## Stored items
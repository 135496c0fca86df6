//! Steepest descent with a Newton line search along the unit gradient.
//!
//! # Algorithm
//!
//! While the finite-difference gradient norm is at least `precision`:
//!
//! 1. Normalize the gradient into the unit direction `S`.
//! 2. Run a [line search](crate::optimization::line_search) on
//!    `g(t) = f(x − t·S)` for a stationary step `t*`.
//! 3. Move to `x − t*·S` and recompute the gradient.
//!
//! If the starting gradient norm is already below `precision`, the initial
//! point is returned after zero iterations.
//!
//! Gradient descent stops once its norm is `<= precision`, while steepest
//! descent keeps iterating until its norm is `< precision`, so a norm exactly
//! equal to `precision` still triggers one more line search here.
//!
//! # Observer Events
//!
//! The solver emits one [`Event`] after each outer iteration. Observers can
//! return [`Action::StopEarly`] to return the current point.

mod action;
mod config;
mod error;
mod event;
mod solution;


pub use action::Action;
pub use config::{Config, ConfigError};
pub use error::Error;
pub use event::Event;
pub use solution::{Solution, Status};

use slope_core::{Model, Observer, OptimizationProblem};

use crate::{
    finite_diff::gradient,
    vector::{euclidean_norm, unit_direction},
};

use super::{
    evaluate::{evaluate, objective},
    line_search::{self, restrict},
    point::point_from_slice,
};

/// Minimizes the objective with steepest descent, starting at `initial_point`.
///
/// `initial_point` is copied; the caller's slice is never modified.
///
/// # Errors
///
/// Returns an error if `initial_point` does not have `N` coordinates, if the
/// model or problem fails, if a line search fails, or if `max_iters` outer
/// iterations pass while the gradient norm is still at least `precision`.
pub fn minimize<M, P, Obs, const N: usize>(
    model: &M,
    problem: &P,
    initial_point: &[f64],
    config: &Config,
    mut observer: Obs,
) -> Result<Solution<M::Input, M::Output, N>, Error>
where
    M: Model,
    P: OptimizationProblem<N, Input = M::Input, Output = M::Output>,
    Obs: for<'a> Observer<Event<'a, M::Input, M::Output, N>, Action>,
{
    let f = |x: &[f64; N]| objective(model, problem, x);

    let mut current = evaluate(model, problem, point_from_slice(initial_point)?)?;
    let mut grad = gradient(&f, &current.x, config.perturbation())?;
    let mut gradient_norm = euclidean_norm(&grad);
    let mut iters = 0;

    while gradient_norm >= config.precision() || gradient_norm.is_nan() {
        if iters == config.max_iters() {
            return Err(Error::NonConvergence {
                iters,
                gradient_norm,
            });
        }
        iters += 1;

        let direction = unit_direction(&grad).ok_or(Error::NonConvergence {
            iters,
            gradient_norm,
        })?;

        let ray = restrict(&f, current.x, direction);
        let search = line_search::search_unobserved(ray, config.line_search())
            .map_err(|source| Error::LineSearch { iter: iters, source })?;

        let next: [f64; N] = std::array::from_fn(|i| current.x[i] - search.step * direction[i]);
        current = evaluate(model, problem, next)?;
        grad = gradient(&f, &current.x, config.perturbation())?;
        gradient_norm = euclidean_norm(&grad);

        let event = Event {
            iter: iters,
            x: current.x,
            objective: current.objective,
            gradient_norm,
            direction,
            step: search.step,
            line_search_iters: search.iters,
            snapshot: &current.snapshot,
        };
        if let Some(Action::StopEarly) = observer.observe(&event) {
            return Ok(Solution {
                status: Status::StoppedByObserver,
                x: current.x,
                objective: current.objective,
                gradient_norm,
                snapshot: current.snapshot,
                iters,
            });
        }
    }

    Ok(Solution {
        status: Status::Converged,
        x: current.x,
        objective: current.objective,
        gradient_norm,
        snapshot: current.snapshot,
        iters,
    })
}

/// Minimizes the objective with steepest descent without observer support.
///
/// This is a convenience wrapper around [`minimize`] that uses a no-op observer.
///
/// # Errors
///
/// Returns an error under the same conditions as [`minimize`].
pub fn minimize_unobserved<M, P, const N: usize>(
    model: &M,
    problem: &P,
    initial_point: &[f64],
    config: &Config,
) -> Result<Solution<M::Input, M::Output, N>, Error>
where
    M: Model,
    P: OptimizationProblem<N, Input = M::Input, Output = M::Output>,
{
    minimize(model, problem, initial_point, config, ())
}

## What you are asked to do
Wherever a line contains the string "const", copy that line from the data.

## Problem solution
pub fn minimize<M, P, Obs, const N: usize>(
pub fn minimize_unobserved<M, P, const N: usize>(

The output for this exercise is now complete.